House Members Introduce Bill to Provide Lawyers for Children, Vulnerable Individuals
Washington, D.C.—Human Rights First today urged members of Congress to support legislation that would provide access to counsel for unaccompanied children and vulnerable individuals in the immigration court system, including victims of violence, abuse, and torture. The legislation, the Fair Day in Court for Kids Act of 2016, was introduced today by Representatives Zoe Lofgren (D-CA), Luis V. Gutiérrez (D-IL), and Lucille Roybal-Allard (D-CA) and is the companion bill of a Senate proposal.
“For many of the children and individuals seeking protection in the United States, having a lawyer is a matter of life and death,” said Human Rights First’s Jennifer Quigley. “The asylum system is difficult enough; it’s unbelievable that we’re asking a child who may have faced violence or persecution to navigate it without the assistance of a lawyer. America’s commitment to fairness means that indigent vulnerable individuals should not be deported back to danger simply because they cannot pay for a lawyer.”
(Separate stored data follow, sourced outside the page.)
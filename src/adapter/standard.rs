//! Standard key-session protocol.
use std::sync::Arc;

use crate::adapter::webkit::WEBKIT_KEY_SYSTEM;
use crate::adapter::{MediaKeysHandle, OpenedSession, ResolvedKeySystem, SessionHandle};
use crate::config::{EmeOptions, KeySystemOptions};
use crate::error::{Error, Result};
use crate::orchestrator::{InitData, ProtocolHint};
use crate::platform::{MediaCapability, MediaKeySystemConfiguration, MediaKeys, StandardPlatform};

/// Init data type used when a signal carries no explicit one.
const DEFAULT_INIT_DATA_TYPE: &str = "cenc";

#[derive(Clone)]
pub struct StandardAdapter {
    platform: Arc<dyn StandardPlatform>,
}

impl StandardAdapter {
    pub fn new(platform: Arc<dyn StandardPlatform>) -> Self {
        Self { platform }
    }

    /// Try every configured key system in order; the first one the
    /// platform grants wins. The WebKit FairPlay identifier belongs to the
    /// legacy API and is never offered here.
    pub async fn is_supported(&self, options: &EmeOptions) -> Result<ResolvedKeySystem> {
        let mut tried = Vec::new();
        for (key_system, ks_options) in options.key_systems.iter() {
            if key_system == WEBKIT_KEY_SYSTEM {
                continue;
            }
            tried.push(key_system.clone());

            let configurations = [configuration_for(ks_options)];
            match self
                .platform
                .request_key_system_access(key_system, &configurations)
                .await
            {
                Ok(access) => {
                    info!("Key system {} accepted", key_system);
                    if !ks_options.has_license_source() {
                        return Err(Error::Configuration(format!(
                            "Key system {} needs a license url or a get_license hook",
                            key_system
                        )));
                    }
                    return Ok(ResolvedKeySystem {
                        key_system: key_system.clone(),
                        options: ks_options.clone(),
                        access: Some(access),
                    });
                }
                Err(e) => {
                    debug!("Key system {} rejected: {}", key_system, e);
                }
            }
        }
        Err(Error::UnsupportedKeySystem(tried))
    }

    pub async fn create_media_keys(
        &self,
        resolved: &ResolvedKeySystem,
        certificate: Option<&[u8]>,
    ) -> Result<MediaKeysHandle> {
        let access = resolved.access.as_ref().ok_or_else(|| {
            Error::KeyManagementCreation(format!("No key system access for {}", resolved.key_system))
        })?;
        let media_keys = self.platform.create_media_keys(access).await?;
        if let Some(certificate) = certificate {
            debug!("Setting {} byte server certificate", certificate.len());
            media_keys.set_server_certificate(certificate).await?;
        }
        self.platform.set_media_keys(media_keys.clone()).await?;
        Ok(MediaKeysHandle::Standard(media_keys))
    }

    pub async fn create_session(&self, keys: &Arc<dyn MediaKeys>, init_data: &InitData) -> Result<OpenedSession> {
        let init_data_type = match &init_data.hint {
            ProtocolHint::InitDataType(t) if !t.is_empty() => t.as_str(),
            _ => DEFAULT_INIT_DATA_TYPE,
        };
        let (session, events) = keys.create_session()?;
        session.generate_request(init_data_type, &init_data.bytes).await?;
        Ok(OpenedSession {
            handle: SessionHandle::Standard(session),
            events,
            content_id: None,
        })
    }
}

/// Requested configuration built from the capability hints.
pub fn configuration_for(options: &KeySystemOptions) -> MediaKeySystemConfiguration {
    let capability = |content_type: &Option<String>, robustness: &Option<String>| {
        content_type.as_ref().map(|content_type| MediaCapability {
            content_type: content_type.clone(),
            robustness: robustness.clone(),
        })
    };

    MediaKeySystemConfiguration {
        audio_capabilities: capability(&options.audio_content_type, &options.audio_robustness)
            .into_iter()
            .collect(),
        video_capabilities: capability(&options.video_content_type, &options.video_robustness)
            .into_iter()
            .collect(),
        persistent_state: options.persistent_state.clone(),
    }
}

#[cfg(test)]
mod tests {
    use std::sync::Arc;

    use super::{configuration_for, StandardAdapter};
    use crate::config::{EmeOptions, KeySystemOptions};
    use crate::error::ErrorKind;
    use crate::testkit::FakeStandardPlatform;

    #[test]
    fn configuration_carries_hints() {
        let mut options = KeySystemOptions::with_url("u");
        options.video_content_type = Some("video/mp4; codecs=\"avc1.42E01E\"".to_string());
        options.video_robustness = Some("SW_SECURE_CRYPTO".to_string());
        options.persistent_state = Some("optional".to_string());

        let configuration = configuration_for(&options);
        assert!(configuration.audio_capabilities.is_empty());
        assert_eq!(configuration.video_capabilities.len(), 1);
        assert_eq!(
            configuration.video_capabilities[0].robustness.as_deref(),
            Some("SW_SECURE_CRYPTO")
        );
        assert_eq!(configuration.persistent_state.as_deref(), Some("optional"));
    }

    #[tokio::test]
    async fn skips_webkit_identifier() {
        let platform = Arc::new(FakeStandardPlatform::accepting(&["com.apple.fps.1_0", "org.w3.clearkey"]));
        let adapter = StandardAdapter::new(platform.clone());
        let options = EmeOptions::new()
            .with_key_system(
                "com.apple.fps.1_0",
                KeySystemOptions::with_url("u").certificate_uri("c"),
            )
            .with_key_system("org.w3.clearkey", "https://lic.example/ck");

        let resolved = adapter.is_supported(&options).await.expect("clearkey accepted");
        assert_eq!(resolved.key_system, "org.w3.clearkey");
        assert_eq!(platform.access_requests(), vec!["org.w3.clearkey".to_string()]);
    }

    #[tokio::test]
    async fn none_accepted_lists_candidates() {
        let platform = Arc::new(FakeStandardPlatform::accepting(&[]));
        let adapter = StandardAdapter::new(platform);
        let options = EmeOptions::new()
            .with_key_system("com.widevine.alpha", "a")
            .with_key_system("org.w3.clearkey", "b");

        let err = adapter.is_supported(&options).await.expect_err("nothing accepted");
        assert_eq!(err.kind(), ErrorKind::UnsupportedKeySystem);
        assert!(err.to_string().contains("org.w3.clearkey"));
    }
}
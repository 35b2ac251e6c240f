//! Per-surface session bookkeeping.
//!
//! The registry maps init-data fingerprints to the session acquiring keys
//! for them, scoped to the active media source. Fingerprints compare by
//! byte content, so the same init data arriving in different buffers from
//! different code paths is still recognised as a duplicate.
use std::collections::{HashMap, VecDeque};
use std::fmt;

use crate::codec::preview;
use crate::session::{SessionId, SessionState};

/// Byte content of initialization data, used for deduplication.
#[derive(Clone, PartialEq, Eq, Hash)]
pub struct Fingerprint(Vec<u8>);

impl Fingerprint {
    pub fn as_bytes(&self) -> &[u8] {
        &self.0
    }
}

impl From<&[u8]> for Fingerprint {
    fn from(bytes: &[u8]) -> Self {
        Self(bytes.to_vec())
    }
}

impl From<Vec<u8>> for Fingerprint {
    fn from(bytes: Vec<u8>) -> Self {
        Self(bytes)
    }
}

impl fmt::Debug for Fingerprint {
    fn fmt(&self, f: &mut fmt::Formatter<'_>) -> fmt::Result {
        write!(f, "Fingerprint({})", preview(&self.0))
    }
}

impl fmt::Display for Fingerprint {
    fn fmt(&self, f: &mut fmt::Formatter<'_>) -> fmt::Result {
        f.write_str(&preview(&self.0))
    }
}

/// Registry entry for one fingerprint.
#[derive(Debug, Clone, Copy)]
pub struct SessionEntry {
    pub id: SessionId,
    pub state: SessionState,
}

/// Sessions of the active source, keyed by fingerprint.
///
/// Every source change bumps `epoch`; work started under an older epoch
/// can no longer remove entries.
#[derive(Debug, Default)]
pub struct SessionRegistry {
    active_source: Option<String>,
    epoch: u64,
    sessions: HashMap<Fingerprint, SessionEntry>,
}

impl SessionRegistry {
    pub fn new() -> Self {
        Self::default()
    }

    pub fn has_session(&self, fingerprint: &Fingerprint) -> bool {
        self.sessions.contains_key(fingerprint)
    }

    /// Register a new idle session. Returns `false` if the fingerprint is
    /// already present, leaving the existing entry untouched.
    pub fn add_session(&mut self, fingerprint: Fingerprint, id: SessionId) -> bool {
        if self.sessions.contains_key(&fingerprint) {
            return false;
        }
        self.sessions.insert(
            fingerprint,
            SessionEntry {
                id,
                state: SessionState::Idle,
            },
        );
        true
    }

    pub fn remove_session(&mut self, fingerprint: &Fingerprint) -> Option<SessionEntry> {
        self.sessions.remove(fingerprint)
    }

    /// Remove an entry on behalf of work started in `epoch`, only if the
    /// source has not changed since and the entry still belongs to `id`.
    pub fn remove_if_current(&mut self, fingerprint: &Fingerprint, id: SessionId, epoch: u64) -> bool {
        if epoch != self.epoch {
            return false;
        }
        match self.sessions.get(fingerprint) {
            Some(entry) if entry.id == id => {
                self.sessions.remove(fingerprint);
                true
            }
            _ => false,
        }
    }

    /// Record the latest state of a session, ignoring stale epochs.
    pub fn set_state(&mut self, fingerprint: &Fingerprint, id: SessionId, epoch: u64, state: SessionState) {
        if epoch != self.epoch {
            return;
        }
        if let Some(entry) = self.sessions.get_mut(fingerprint) {
            if entry.id == id {
                entry.state = state;
            }
        }
    }

    pub fn get(&self, fingerprint: &Fingerprint) -> Option<&SessionEntry> {
        self.sessions.get(fingerprint)
    }

    /// Clear all sessions when `source` differs from the recorded one.
    ///
    /// Returns `true` when a reset happened.
    pub fn reset_for_source(&mut self, source: &str) -> bool {
        if self.active_source.as_deref() == Some(source) {
            return false;
        }
        if let Some(previous) = self.active_source.as_deref() {
            debug!(
                "source changed from {} to {}, dropping {} sessions",
                previous,
                source,
                self.sessions.len()
            );
        }
        self.active_source = Some(source.to_string());
        self.epoch += 1;
        self.sessions.clear();
        true
    }

    pub fn active_source(&self) -> Option<&str> {
        self.active_source.as_deref()
    }

    pub fn epoch(&self) -> u64 {
        self.epoch
    }

    pub fn len(&self) -> usize {
        self.sessions.len()
    }

    pub fn is_empty(&self) -> bool {
        self.sessions.is_empty()
    }
}

/// FIFO of work waiting for the key-management object.
///
/// Append-only until drained; once drained it stays empty for good and
/// refuses further pushes.
#[derive(Debug)]
pub struct PendingQueue<T> {
    entries: VecDeque<T>,
    drained: bool,
}

impl<T> Default for PendingQueue<T> {
    fn default() -> Self {
        Self {
            entries: VecDeque::new(),
            drained: false,
        }
    }
}

impl<T> PendingQueue<T> {
    pub fn new() -> Self {
        Self::default()
    }

    /// Append an entry. Hands it back if the queue was already drained.
    pub fn push(&mut self, entry: T) -> std::result::Result<(), T> {
        if self.drained {
            return Err(entry);
        }
        self.entries.push_back(entry);
        Ok(())
    }

    /// Take every entry in arrival order and close the queue.
    pub fn drain(&mut self) -> Vec<T> {
        self.drained = true;
        self.entries.drain(..).collect()
    }

    /// Take every entry without closing the queue (failed creation or
    /// source change).
    pub fn take(&mut self) -> Vec<T> {
        self.entries.drain(..).collect()
    }

    pub fn is_drained(&self) -> bool {
        self.drained
    }

    pub fn len(&self) -> usize {
        self.entries.len()
    }

    pub fn is_empty(&self) -> bool {
        self.entries.is_empty()
    }
}
use rseme::adapter::webkit::{
    concat_init_data_id_and_certificate, default_content_id, split_init_data_id_and_certificate,
};
use rseme::codec::{string_to_utf16le, utf16le_to_string};

fn main() -> anyhow::Result<()> {
    let uri = std::env::args()
        .nth(1)
        .expect("Usage: fairplay_payload <skd://content-id>");

    let init = string_to_utf16le(&uri);
    let content_id = default_content_id(&utf16le_to_string(&init));
    let certificate = b"example-certificate";

    let payload = concat_init_data_id_and_certificate(&init, &content_id, certificate);
    println!("content_id: {}", content_id);
    println!("payload: {}", hex::encode(&payload));

    let (_, id, cert) = split_init_data_id_and_certificate(&payload, init.len())?;
    println!("round_trip: {}", id == content_id && cert == certificate);

    Ok(())
}
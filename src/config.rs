//! Key-system configuration.
//!
//! Configuration maps key-system identifiers to [`KeySystemOptions`], in
//! priority order. It can be built in code (hooks are closures) or loaded
//! from YAML, where a plain string value is shorthand for a license URL:
//!
//! ```yaml
//! key_systems:
//!   com.widevine.alpha: https://license.example.com/wv
//!   com.apple.fps.1_0:
//!     url: https://license.example.com/fps
//!     certificate_uri: https://license.example.com/fps.cer
//! ```
use std::fmt;
use std::future::Future;
use std::path::Path;
use std::sync::Arc;

use base64::Engine;
use futures::future::BoxFuture;
use indexmap::IndexMap;
use serde::{Deserialize, Deserializer};

use crate::adapter::ms::MS_KEY_SYSTEM;
use crate::adapter::webkit::WEBKIT_KEY_SYSTEM;
use crate::error::{Error, Result};

/// Future returned by acquisition hooks.
pub type HookFuture = BoxFuture<'static, Result<Vec<u8>>>;

/// Caller-supplied certificate fetch.
pub type CertificateHook = Arc<dyn Fn(CertificateContext) -> HookFuture + Send + Sync>;

/// Caller-supplied license (or legacy key) fetch.
pub type LicenseHook = Arc<dyn Fn(LicenseContext) -> HookFuture + Send + Sync>;

/// Caller-supplied content id derivation from the decoded init data.
pub type ContentIdHook = Arc<dyn Fn(&str) -> String + Send + Sync>;

/// Input of a certificate hook.
#[derive(Debug, Clone)]
pub struct CertificateContext {
    pub key_system: String,
    pub certificate_uri: Option<String>,
}

/// Input of a license or key hook.
#[derive(Debug, Clone)]
pub struct LicenseContext {
    pub key_system: String,
    /// Raw key message from the platform.
    pub message: Vec<u8>,
    /// Content id (WebKit FairPlay only).
    pub content_id: Option<String>,
    /// Destination URL from the key message (MS PlayReady only).
    pub destination_url: Option<String>,
    /// Configured license URL, if any.
    pub url: Option<String>,
}

/// Options for one key system.
#[derive(Clone, Default, Deserialize)]
#[serde(default)]
pub struct KeySystemOptions {
    /// License server URL.
    #[serde(alias = "license_uri", alias = "licenseUri")]
    pub url: Option<String>,
    /// Certificate server URL.
    #[serde(alias = "certificateUri")]
    pub certificate_uri: Option<String>,
    /// Extra headers for license requests.
    #[serde(alias = "licenseHeaders")]
    pub license_headers: IndexMap<String, String>,
    /// Extra headers for certificate requests.
    #[serde(alias = "certificateHeaders")]
    pub certificate_headers: IndexMap<String, String>,
    #[serde(alias = "audioContentType")]
    pub audio_content_type: Option<String>,
    #[serde(alias = "audioRobustness")]
    pub audio_robustness: Option<String>,
    #[serde(alias = "videoContentType")]
    pub video_content_type: Option<String>,
    #[serde(alias = "videoRobustness")]
    pub video_robustness: Option<String>,
    /// `required`, `optional` or `not-allowed`.
    #[serde(alias = "persistentState")]
    pub persistent_state: Option<String>,
    /// Init data replacing the need-key payload (MS PlayReady only), base64
    /// in YAML.
    #[serde(deserialize_with = "deserialize_base64_opt")]
    pub pssh: Option<Vec<u8>>,
    #[serde(skip)]
    pub get_certificate: Option<CertificateHook>,
    #[serde(skip)]
    pub get_content_id: Option<ContentIdHook>,
    #[serde(skip)]
    pub get_license: Option<LicenseHook>,
    #[serde(skip)]
    pub get_key: Option<LicenseHook>,
}

impl KeySystemOptions {
    /// Options that only name a license URL.
    pub fn with_url(url: impl Into<String>) -> Self {
        Self {
            url: Some(url.into()),
            ..Default::default()
        }
    }

    pub fn certificate_uri(mut self, uri: impl Into<String>) -> Self {
        self.certificate_uri = Some(uri.into());
        self
    }

    pub fn license_header(mut self, name: impl Into<String>, value: impl Into<String>) -> Self {
        self.license_headers.insert(name.into(), value.into());
        self
    }

    pub fn with_certificate_hook<F, Fut>(mut self, hook: F) -> Self
    where
        F: Fn(CertificateContext) -> Fut + Send + Sync + 'static,
        Fut: Future<Output = Result<Vec<u8>>> + Send + 'static,
    {
        self.get_certificate = Some(Arc::new(move |ctx| -> HookFuture { Box::pin(hook(ctx)) }));
        self
    }

    pub fn with_license_hook<F, Fut>(mut self, hook: F) -> Self
    where
        F: Fn(LicenseContext) -> Fut + Send + Sync + 'static,
        Fut: Future<Output = Result<Vec<u8>>> + Send + 'static,
    {
        self.get_license = Some(Arc::new(move |ctx| -> HookFuture { Box::pin(hook(ctx)) }));
        self
    }

    pub fn with_key_hook<F, Fut>(mut self, hook: F) -> Self
    where
        F: Fn(LicenseContext) -> Fut + Send + Sync + 'static,
        Fut: Future<Output = Result<Vec<u8>>> + Send + 'static,
    {
        self.get_key = Some(Arc::new(move |ctx| -> HookFuture { Box::pin(hook(ctx)) }));
        self
    }

    pub fn with_content_id_hook(mut self, hook: impl Fn(&str) -> String + Send + Sync + 'static) -> Self {
        self.get_content_id = Some(Arc::new(hook));
        self
    }

    /// Whether a license can be fetched without a destination URL from the
    /// platform.
    pub fn has_license_source(&self) -> bool {
        self.url.is_some() || self.get_license.is_some() || self.get_key.is_some()
    }

    pub fn has_certificate_source(&self) -> bool {
        self.certificate_uri.is_some() || self.get_certificate.is_some()
    }
}

impl From<&str> for KeySystemOptions {
    fn from(url: &str) -> Self {
        Self::with_url(url)
    }
}

impl From<String> for KeySystemOptions {
    fn from(url: String) -> Self {
        Self::with_url(url)
    }
}

impl fmt::Debug for KeySystemOptions {
    fn fmt(&self, f: &mut fmt::Formatter<'_>) -> fmt::Result {
        f.debug_struct("KeySystemOptions")
            .field("url", &self.url)
            .field("certificate_uri", &self.certificate_uri)
            .field("license_headers", &self.license_headers)
            .field("certificate_headers", &self.certificate_headers)
            .field("audio_content_type", &self.audio_content_type)
            .field("audio_robustness", &self.audio_robustness)
            .field("video_content_type", &self.video_content_type)
            .field("video_robustness", &self.video_robustness)
            .field("persistent_state", &self.persistent_state)
            .field("pssh", &self.pssh.as_ref().map(|p| p.len()))
            .field("get_certificate", &self.get_certificate.is_some())
            .field("get_content_id", &self.get_content_id.is_some())
            .field("get_license", &self.get_license.is_some())
            .field("get_key", &self.get_key.is_some())
            .finish()
    }
}

#[derive(Deserialize)]
#[serde(untagged)]
enum KeySystemEntry {
    Url(String),
    Options(KeySystemOptions),
}

impl From<KeySystemEntry> for KeySystemOptions {
    fn from(entry: KeySystemEntry) -> Self {
        match entry {
            KeySystemEntry::Url(url) => KeySystemOptions::with_url(url),
            KeySystemEntry::Options(options) => options,
        }
    }
}

/// Full configuration handed to an orchestrator.
#[derive(Debug, Clone, Default, Deserialize)]
pub struct EmeOptions {
    /// Key systems in priority order.
    #[serde(default, alias = "keySystems", deserialize_with = "deserialize_key_systems")]
    pub key_systems: IndexMap<String, KeySystemOptions>,
}

impl EmeOptions {
    pub fn new() -> Self {
        Self::default()
    }

    /// Append a key system (string values are license URLs).
    pub fn with_key_system(mut self, key_system: impl Into<String>, options: impl Into<KeySystemOptions>) -> Self {
        self.key_systems.insert(key_system.into(), options.into());
        self
    }

    pub fn get(&self, key_system: &str) -> Option<&KeySystemOptions> {
        self.key_systems.get(key_system)
    }

    /// Parse and validate YAML configuration.
    pub fn from_yaml_str(yaml: &str) -> Result<Self> {
        let options: EmeOptions = serde_yaml::from_str(yaml)?;
        options.validate()?;
        Ok(options)
    }

    /// Load and validate a YAML configuration file.
    pub fn from_path(path: impl AsRef<Path>) -> Result<Self> {
        let yaml = std::fs::read_to_string(path)?;
        Self::from_yaml_str(&yaml)
    }

    /// Reject configurations that could never produce a license.
    ///
    /// Every key system needs a license URL or a hook, except MS PlayReady,
    /// which may use the destination URL carried by its key message. WebKit
    /// FairPlay additionally needs a certificate source.
    pub fn validate(&self) -> Result<()> {
        if self.key_systems.is_empty() {
            return Err(Error::Configuration("No key systems configured".to_string()));
        }

        for (key_system, options) in self.key_systems.iter() {
            if !options.has_license_source() && key_system != MS_KEY_SYSTEM {
                return Err(Error::Configuration(format!(
                    "Key system {} needs a license url or a get_license hook",
                    key_system
                )));
            }
            if key_system == WEBKIT_KEY_SYSTEM && !options.has_certificate_source() {
                return Err(Error::Configuration(format!(
                    "Key system {} needs a certificate_uri or a get_certificate hook",
                    key_system
                )));
            }
        }
        Ok(())
    }
}

fn deserialize_key_systems<'de, D>(deserializer: D) -> std::result::Result<IndexMap<String, KeySystemOptions>, D::Error>
where
    D: Deserializer<'de>,
{
    let raw = IndexMap::<String, KeySystemEntry>::deserialize(deserializer)?;
    Ok(raw.into_iter().map(|(k, v)| (k, v.into())).collect())
}

fn deserialize_base64_opt<'de, D>(deserializer: D) -> std::result::Result<Option<Vec<u8>>, D::Error>
where
    D: Deserializer<'de>,
{
    Option::<String>::deserialize(deserializer)?
        .map(|value| {
            base64::engine::general_purpose::STANDARD
                .decode(value.trim())
                .map_err(serde::de::Error::custom)
        })
        .transpose()
}

#[cfg(test)]
mod tests {
    use super::{EmeOptions, KeySystemOptions};
    use crate::error::ErrorKind;

    #[test]
    fn yaml_shorthand_and_full_entries() {
        let yaml = r#"
key_systems:
  com.widevine.alpha: https://lic.example/wv
  com.apple.fps.1_0:
    licenseUri: https://lic.example/fps
    certificateUri: https://lic.example/fps.cer
    license_headers:
      X-Token: abc
  com.microsoft.playready:
    pssh: AAECAw==
"#;
        let options = EmeOptions::from_yaml_str(yaml).expect("parse config");
        let names = options.key_systems.keys().cloned().collect::<Vec<_>>();
        assert_eq!(
            names,
            vec!["com.widevine.alpha", "com.apple.fps.1_0", "com.microsoft.playready"]
        );

        let wv = options.get("com.widevine.alpha").expect("widevine");
        assert_eq!(wv.url.as_deref(), Some("https://lic.example/wv"));

        let fps = options.get("com.apple.fps.1_0").expect("fairplay");
        assert_eq!(fps.url.as_deref(), Some("https://lic.example/fps"));
        assert_eq!(fps.certificate_uri.as_deref(), Some("https://lic.example/fps.cer"));
        assert_eq!(fps.license_headers.get("X-Token").map(String::as_str), Some("abc"));

        let pr = options.get("com.microsoft.playready").expect("playready");
        assert_eq!(pr.pssh.as_deref(), Some(&[0u8, 1, 2, 3][..]));
        assert!(pr.url.is_none());
    }

    #[test]
    fn missing_license_source_is_rejected() {
        let yaml = r#"
keySystems:
  com.widevine.alpha:
    videoRobustness: SW_SECURE_CRYPTO
"#;
        let err = EmeOptions::from_yaml_str(yaml).expect_err("no url should fail");
        assert_eq!(err.kind(), ErrorKind::Configuration);
        assert!(err.to_string().contains("com.widevine.alpha"));
    }

    #[test]
    fn fairplay_requires_certificate_source() {
        let options = EmeOptions::new().with_key_system("com.apple.fps.1_0", "https://lic.example/fps");
        let err = options.validate().expect_err("no certificate should fail");
        assert_eq!(err.kind(), ErrorKind::Configuration);

        let options = EmeOptions::new().with_key_system(
            "com.apple.fps.1_0",
            KeySystemOptions::with_url("https://lic.example/fps").certificate_uri("https://lic.example/c"),
        );
        options.validate().expect("valid fairplay config");
    }

    #[test]
    fn empty_configuration_is_rejected() {
        let err = EmeOptions::new().validate().expect_err("empty should fail");
        assert_eq!(err.kind(), ErrorKind::Configuration);
    }

    #[test]
    fn hook_counts_as_license_source() {
        let options = EmeOptions::new().with_key_system(
            "org.w3.clearkey",
            KeySystemOptions::default().with_license_hook(|_ctx| async { Ok(vec![1]) }),
        );
        options.validate().expect("hook satisfies validation");
    }

    #[test]
    fn bad_pssh_base64_fails_to_parse() {
        let yaml = r#"
key_systems:
  com.microsoft.playready:
    pssh: "!!not base64!!"
"#;
        let err = EmeOptions::from_yaml_str(yaml).expect_err("bad base64");
        assert_eq!(err.kind(), ErrorKind::Decode);
    }
}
As one of the nation’s leading providers of pro bono representation for asylum seekers and unaccompanied children, Human Rights First knows firsthand that having a lawyer is one of the single most important indicators of whether a vulnerable asylum seeker receives protection. Furthermore, multiple studies confirm that legal representation and information promotes efficiency, saves money, supports appearance, and is essential for navigating the complex U.S. asylum and immigration systems.
According to government data analyzed by the Transactional Records Access Clearinghouse, less than half of unaccompanied immigrant children are represented by a lawyer. Those who are unrepresented are ordered deported 90 percent of the time, while those with a lawyer are five times more likely to be granted relief by an immigration judge.
A May 2014 study found that the efficiencies created through increased legal representation in court proceedings and reduced detention time would mitigate the costs of providing legal representation to indigent immigrants.